Which brings us to the customer sentiment. Ask a roomful of desk leaders to raise their hands at various levels of CSAT performance. At 95% you typically still see about one-fourth of the hands in the air. We should commend those people for their team’s excellent performance, but then follow up with, “Please keep your hand in the air if you really believe that is how your customers feel about your team.” At that point most of those hands drop.
This is what is known as the Watermelon Effect. From an SLA perspective, we look like we are doing great! But the word on the street says otherwise. Like a watermelon, everything is green on the outside but it’s bright red when you dig into it.
Which brings us to something that has recently gotten significant traction in our world – Experience Level Agreements (XLAs). These differ from SLAs in several key aspects:
- XLAs supplement or complement, but do not replace, SLAs
- XLAs are dynamic and should be reevaluated on a regular cadence with changes that impact the experience
- Beyond their existence and what will be measured, XLAs should not be contractual
- XLAs can be indices that look at performance holistically to reflect the sentiment of the customer more accurately
The last two years of the pandemic present us the ultimate case study for XLAs. Reflect back to January 2020 when all was right with the world and COVID was still just an unrealized risk that may or may not impact us. Now think about how many experiences changed and how significantly almost overnight.
- The first shoe to drop was a massive, global shortage of hardware (PCs, laptops, monitors, cabling, VPN appliances, etc.).
- Next came the need for new processes to be developed to onboard new employees at home – including setting up their own equipment and remote training.
- Next came a whole new way of collaborating in virtual meetings and the explosion of telepresence applications to replace all those meetings we used to attend.
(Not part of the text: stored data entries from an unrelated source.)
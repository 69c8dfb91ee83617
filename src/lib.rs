#[macro_use]
extern crate serde_derive;

mod bitfield;
pub mod conf;
mod disk;
pub mod error;
pub mod metainfo;
mod peer;
mod scheduler;
mod storage_info;
mod torrent;
mod tracker;

use bitvec::prelude::{BitVec, Msb0};

pub use storage_info::FileInfo;
pub use torrent::TorrentCoordinator;

/// The type of a piece's index.
///
/// On the wire all integers are sent as 4-byte big endian integers, but in the
/// source code we use `usize` to be consistent with other index types in Rust.
pub type PieceIndex = usize;

/// The type of a file's index.
pub type FileIndex = usize;

/// Each torrent gets a randomyl assigned ID that is unique within the
/// application.
pub type TorrentId = u32;

/// The peer ID is an arbitrary 20 byte string.
///
/// Guidelines for choosing a peer ID: http://bittorrent.org/beps/bep_0020.html.
pub type PeerId = [u8; 20];

/// A SHA-1 hash digest, 20 bytes long.
pub type Sha1Hash = [u8; 20];

/// A peer's `(ip, port)` endpoint.
///
/// `SocketAddr`'s own `Eq`/`Hash` impls are already the canonical
/// de-duplication key the tracker aggregator needs (they distinguish IPv4
/// from IPv6 rather than comparing string forms), so this is a type alias
/// rather than a wrapper.
pub(crate) type PeerEndpoint = std::net::SocketAddr;

/// A unit of work handed to a peer worker by the piece scheduler: one
/// piece to fetch from whichever peer claims to have it, and the hash to
/// verify it against once downloaded.
#[derive(Clone, Debug)]
pub(crate) struct PieceTask {
    pub index: PieceIndex,
    pub expected_hash: Sha1Hash,
    pub len: u32,
}

/// The bitfield represents the piece availability of a peer.
///
/// It is a compact bool vector of most significant bits to least significants
/// bits, that is, where the first highest bit represents the first piece, the
/// second highest element the second piece, and so on (e.g. `0b1100_0001` would
/// mean that we have pieces 0, 1, and 7). A truthy boolean value of a piece's
/// position in this vector means that the peer has the piece, while a falsy
/// value means it doesn't have the piece.
pub type Bitfield = BitVec<Msb0, u8>;

/// This is the only block length we're dealing with (except for possibly the
/// last block).  It is the widely used and accepted 16 KiB.
pub(crate) const BLOCK_LEN: u32 = 0x4000;

/// A block is a fixed size chunk of a piece, which in turn is a fixed size
/// chunk of a torrent. Downloading torrents happen at this block level
/// granularity.
#[derive(Clone, Copy, Debug, PartialEq, Eq, PartialOrd, Ord, Hash)]
pub(crate) struct BlockInfo {
    /// The index of the piece of which this is a block.
    pub piece_index: PieceIndex,
    /// The zero-based byte offset into the piece.
    pub offset: u32,
    /// The block's length in bytes. Always 16 KiB (0x4000 bytes), for now.
    pub len: u32,
}

impl BlockInfo {
    /// Returns the index of the block within its piece, assuming the default
    /// block length of 16 KiB.
    pub fn index_in_piece(&self) -> PieceIndex {
        // we need to use "lower than or equal" as this may be the last block in
        // which case it may be shorter than the default block length
        debug_assert!(self.len <= BLOCK_LEN);
        debug_assert!(self.len > 0);
        (self.offset / BLOCK_LEN) as PieceIndex
    }
}

/// Returns the length of the block at the index in piece.
///
/// If the piece is not a multiple of the default block length, the returned
/// value is smalled.
///
/// # Panics
///
/// Panics if the index multiplied by the default block length would exceed the
/// piece length.
pub(crate) fn block_len(piece_len: u32, index: usize) -> u32 {
    let index = index as u32;
    let block_offset = index * BLOCK_LEN;
    assert!(piece_len > block_offset);
    std::cmp::min(piece_len - block_offset, BLOCK_LEN)
}

/// Returns the number of blocks in a piece of the given length.
pub(crate) fn block_count(piece_len: u32) -> usize {
    // all but the last piece are a multiple of the block length, but the
    // last piece may be shorter so we need to account for this by rounding
    // up before dividing to get the number of blocks in piece
    (piece_len as usize + (BLOCK_LEN as usize - 1)) / BLOCK_LEN as usize
}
- The next was the challenge of performance monitoring agents who we no longer had in line of sight since they were sitting in their spare bedroom.
And the hits just kept coming – for months! Process after process had to be revised or developed to adjust to the new mode of operation. We got past each of these hurdles but there was no real agreement on what it would look like. We accomplished all these great things by the seat of our pants!
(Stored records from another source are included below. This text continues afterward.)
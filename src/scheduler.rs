//! The piece scheduler: a work-stealing queue of piece tasks drained by
//! one worker per peer endpoint, and the central loop that collects
//! completed, verified pieces until the torrent is whole.

use std::{collections::HashSet, sync::Arc};

use sha1::{Digest, Sha1};
use tokio::{sync::mpsc, time};

use crate::{
    conf::TorrentConf, error::*, peer::PeerSession, PeerEndpoint, PeerId, PieceIndex, PieceTask,
    Sha1Hash,
};

/// A piece that has been fetched from some peer and passed its integrity
/// check.
pub(crate) struct CompletedPiece {
    pub index: PieceIndex,
    pub bytes: Vec<u8>,
}

/// Owns the shared piece queue and the channel workers report completions
/// on. Workers are spawned by [`PieceScheduler::run`], one per peer
/// endpoint; the queue and completion channel are the only state shared
/// across them.
pub(crate) struct PieceScheduler {
    tasks: Vec<PieceTask>,
}

impl PieceScheduler {
    /// Builds a scheduler pre-loaded with every piece task; `tasks` need
    /// not be in any particular order.
    pub fn new(tasks: Vec<PieceTask>) -> Self {
        Self { tasks }
    }

    /// Spawns one worker task per peer endpoint and drives completions to
    /// `on_piece` until every piece index has arrived at least once, or
    /// the idle timer fires with pieces still outstanding
    /// (`Error::DownloadStalled`). `on_piece` runs on the same task that
    /// calls `run` (the torrent coordinator), never inside a worker — the
    /// file sink is never touched by peer workers.
    pub async fn run<F>(
        self,
        peers: HashSet<PeerEndpoint>,
        info_hash: Sha1Hash,
        our_peer_id: PeerId,
        piece_count: usize,
        conf: Arc<TorrentConf>,
        mut on_piece: F,
    ) -> Result<()>
    where
        F: FnMut(CompletedPiece) -> Result<()>,
    {
        let (queue_tx, queue_rx) = async_channel::unbounded();
        for task in self.tasks {
            queue_tx
                .send(task)
                .await
                .expect("piece queue receiver dropped before workers started");
        }

        let (completed_tx, mut completed_rx) = mpsc::channel(32);

        let mut workers = Vec::new();
        for addr in peers {
            let queue_tx = queue_tx.clone();
            let queue_rx = queue_rx.clone();
            let completed_tx = completed_tx.clone();
            let conf = Arc::clone(&conf);
            workers.push(tokio::spawn(async move {
                worker_loop(
                    addr,
                    info_hash,
                    our_peer_id,
                    piece_count,
                    conf,
                    queue_rx,
                    queue_tx,
                    completed_tx,
                )
                .await;
            }));
        }
        // Drop our own handles: the queue and completion channel now live
        // only in the worker tasks, so the completion channel naturally
        // closes once every worker has exited.
        drop(queue_tx);
        drop(completed_tx);

        let mut completed_indices = HashSet::with_capacity(piece_count);
        let result = loop {
            if completed_indices.len() >= piece_count {
                break Ok(());
            }
            match time::timeout(conf.idle_timeout, completed_rx.recv()).await {
                Ok(Some(piece)) => {
                    if completed_indices.insert(piece.index) {
                        log::info!("piece {} complete", piece.index);
                        if let Err(e) = on_piece(piece) {
                            break Err(e);
                        }
                    } else {
                        log::debug!("discarding duplicate piece {}", piece.index);
                    }
                }
                Ok(None) => {
                    log::error!("every peer worker exited before the download finished");
                    break Err(Error::DownloadStalled);
                }
                Err(_) => {
                    log::error!("idle timeout elapsed with pieces still outstanding");
                    break Err(Error::DownloadStalled);
                }
            }
        };

        // Every worker still running at this point is either blocked on
        // `queue_rx.recv()` with the queue drained (closing the channel
        // wakes it with an error) or stuck inside a peer I/O call (aborting
        // the task is the only way to reclaim its socket promptly). Both are
        // required: closing the queue alone never touches an in-flight
        // `fetch_piece`, and aborting alone would still leak workers that
        // are legitimately idle on `recv()`. Without this, completed or
        // stalled downloads would leave one live TCP connection and one
        // parked task per remaining peer for the rest of the process.
        queue_rx.close();
        for worker in workers {
            worker.abort();
        }

        result
    }
}

/// One worker per peer: connects, then repeatedly pulls a task off the
/// shared queue, fetches it if the peer claims to have it, verifies its
/// hash, and reports it.
async fn worker_loop(
    addr: PeerEndpoint,
    info_hash: Sha1Hash,
    our_peer_id: PeerId,
    piece_count: usize,
    conf: Arc<TorrentConf>,
    queue_rx: async_channel::Receiver<PieceTask>,
    queue_tx: async_channel::Sender<PieceTask>,
    mut completed_tx: mpsc::Sender<CompletedPiece>,
) {
    let mut session =
        match PeerSession::connect(addr, info_hash, our_peer_id, piece_count, &conf).await {
            Ok(session) => session,
            Err(e) => {
                log::warn!("peer {} session failed to start: {}", addr, e);
                return;
            }
        };

    while let Ok(task) = queue_rx.recv().await {
        if !session.has(task.index) {
            requeue(&queue_tx, task).await;
            continue;
        }

        match session.fetch_piece(&task, &conf).await {
            Ok(bytes) => {
                if piece_hash_matches(&bytes, &task.expected_hash) {
                    // advisory; failure to send it isn't fatal to the piece
                    if let Err(e) = session.send_have(task.index, &conf).await {
                        log::debug!("peer {} failed to send have: {}", addr, e);
                    }
                    if completed_tx
                        .send(CompletedPiece {
                            index: task.index,
                            bytes,
                        })
                        .await
                        .is_err()
                    {
                        // coordinator is gone; nothing left to do
                        return;
                    }
                } else {
                    log::warn!(
                        "peer {} delivered piece {} that failed its hash check",
                        addr,
                        task.index
                    );
                    requeue(&queue_tx, task).await;
                }
            }
            Err(e) => {
                log::warn!(
                    "peer {} lost piece {} ({}); closing session",
                    addr,
                    task.index,
                    e
                );
                requeue(&queue_tx, task).await;
                return;
            }
        }
    }
}

async fn requeue(queue_tx: &async_channel::Sender<PieceTask>, task: PieceTask) {
    if queue_tx.send(task).await.is_err() {
        log::error!("piece queue has no receivers left; task lost");
    }
}

fn piece_hash_matches(bytes: &[u8], expected: &Sha1Hash) -> bool {
    let digest = Sha1::digest(bytes);
    let mut actual = [0u8; 20];
    actual.copy_from_slice(&digest);
    &actual == expected
}

#[cfg(test)]
mod tests {
    use super::*;

    #[test]
    fn hash_check_detects_mismatch() {
        let bytes = b"hello world".to_vec();
        let wrong = [0u8; 20];
        assert!(!piece_hash_matches(&bytes, &wrong));

        let digest = Sha1::digest(&bytes);
        let mut correct = [0u8; 20];
        correct.copy_from_slice(&digest);
        assert!(piece_hash_matches(&bytes, &correct));
    }
}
Everyone in service and support got kudos from our organizational leaders for how we handled the transition to working from home, but do we really know that this was their sentiment and not just another Watermelon Effect?
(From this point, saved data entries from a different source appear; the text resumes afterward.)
//! The crate-wide error type and result alias.
//!
//! Per the propagation policy: peer-local failures (connect, handshake,
//! protocol violations, timeouts, hash mismatches) never leave the peer or
//! scheduler layer as an `Err` — they drive a requeue and, where
//! appropriate, a worker exit. Only [`Error::DownloadStalled`] and
//! [`Error::DiskWriteFailed`] are surfaced from the scheduler, and only
//! [`Error::NoPeers`] is surfaced from the tracker layer.

use std::{fmt, io};

pub type Result<T> = std::result::Result<T, Error>;

#[derive(Debug)]
pub enum Error {
    /// The metadata record is structurally invalid (e.g. no pieces, file
    /// lengths that don't sum to the declared total).
    MetadataInvalid(String),
    /// A single tracker URL failed to produce a response.
    TrackerFailure(String),
    /// A single tracker URL timed out.
    TrackerTimeout(String),
    /// Every tracker failed; no peers could be obtained.
    NoPeers,
    /// Could not establish a TCP connection to a peer.
    PeerConnectFailed,
    /// The peer's handshake advertised a different info hash.
    HandshakeMismatch,
    /// The peer sent a frame that violates the wire protocol.
    PeerProtocolError(String),
    /// A read or write deadline elapsed.
    PeerTimeout,
    /// A completed piece's SHA-1 didn't match its expected hash.
    PieceHashMismatch,
    /// The frame itself could not be parsed off the wire.
    MalformedFrame(String),
    /// No piece completed within the idle window while pieces remain.
    DownloadStalled,
    /// A write to the file sink failed unrecoverably.
    DiskWriteFailed(String),
    /// Invalid piece index for this torrent's storage layout.
    InvalidPieceIndex,
    Io(io::Error),
    Bencode(serde_bencode::Error),
    Http(reqwest::Error),
}

impl fmt::Display for Error {
    fn fmt(&self, f: &mut fmt::Formatter<'_>) -> fmt::Result {
        match self {
            Error::MetadataInvalid(msg) => write!(f, "invalid metadata: {}", msg),
            Error::TrackerFailure(url) => write!(f, "tracker {} failed", url),
            Error::TrackerTimeout(url) => write!(f, "tracker {} timed out", url),
            Error::NoPeers => write!(f, "no peers: all trackers failed"),
            Error::PeerConnectFailed => write!(f, "failed to connect to peer"),
            Error::HandshakeMismatch => write!(f, "peer handshake info hash mismatch"),
            Error::PeerProtocolError(msg) => write!(f, "peer protocol error: {}", msg),
            Error::PeerTimeout => write!(f, "peer read/write timed out"),
            Error::PieceHashMismatch => write!(f, "piece failed integrity check"),
            Error::MalformedFrame(msg) => write!(f, "malformed wire frame: {}", msg),
            Error::DownloadStalled => write!(f, "download stalled: idle timeout elapsed"),
            Error::DiskWriteFailed(msg) => write!(f, "disk write failed: {}", msg),
            Error::InvalidPieceIndex => write!(f, "invalid piece index"),
            Error::Io(e) => write!(f, "io error: {}", e),
            Error::Bencode(e) => write!(f, "bencode error: {}", e),
            Error::Http(e) => write!(f, "http error: {}", e),
        }
    }
}

impl std::error::Error for Error {}

impl From<io::Error> for Error {
    fn from(e: io::Error) -> Self {
        Error::Io(e)
    }
}

impl From<serde_bencode::Error> for Error {
    fn from(e: serde_bencode::Error) -> Self {
        Error::Bencode(e)
    }
}

impl From<reqwest::Error> for Error {
    fn from(e: reqwest::Error) -> Self {
        Error::Http(e)
    }
}

impl From<tokio::time::Elapsed> for Error {
    fn from(_: tokio::time::Elapsed) -> Self {
        Error::PeerTimeout
    }
}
Had we thought it through in March 2020, we could have established XLAs that would have measured success against each change. We could have implemented means of capturing customer sentiment more effectively and on a more timely basis to ensure that we were executing at the speed of the business. The reality is that what was important changed dramatically for that period of time – the minimally viable product was put on hold – as other priorities came to the forefront. This is the type of scenario where XLAs can truly reveal customer perceptions of the desk. And once we confronted and overcame one hurdle, we could have eliminated associated XLAs and developed one or more to address the next obstacle.
This flexibility to address changing priorities while accurately capturing the customer sentiment is the difference-making aspect of the XLA. Let’s use them properly and remain vigilant that they don’t get weaponized against us.
Doug Rabold is Chief Experience Officer, Founder and Principal Consultant of Bold Ray Consulting in San Antonio, Texas. As an IT Operations Leader he has had direct oversight of over a dozen different ITIL processes. He is currently serving as President of the HDI National Board of Directors and is member of the ITAM Forum Strategic Advisory Board. He previously served two terms on a Customer Advisory Board helping guide development of an industry leading ITSM tool from a customer perspective.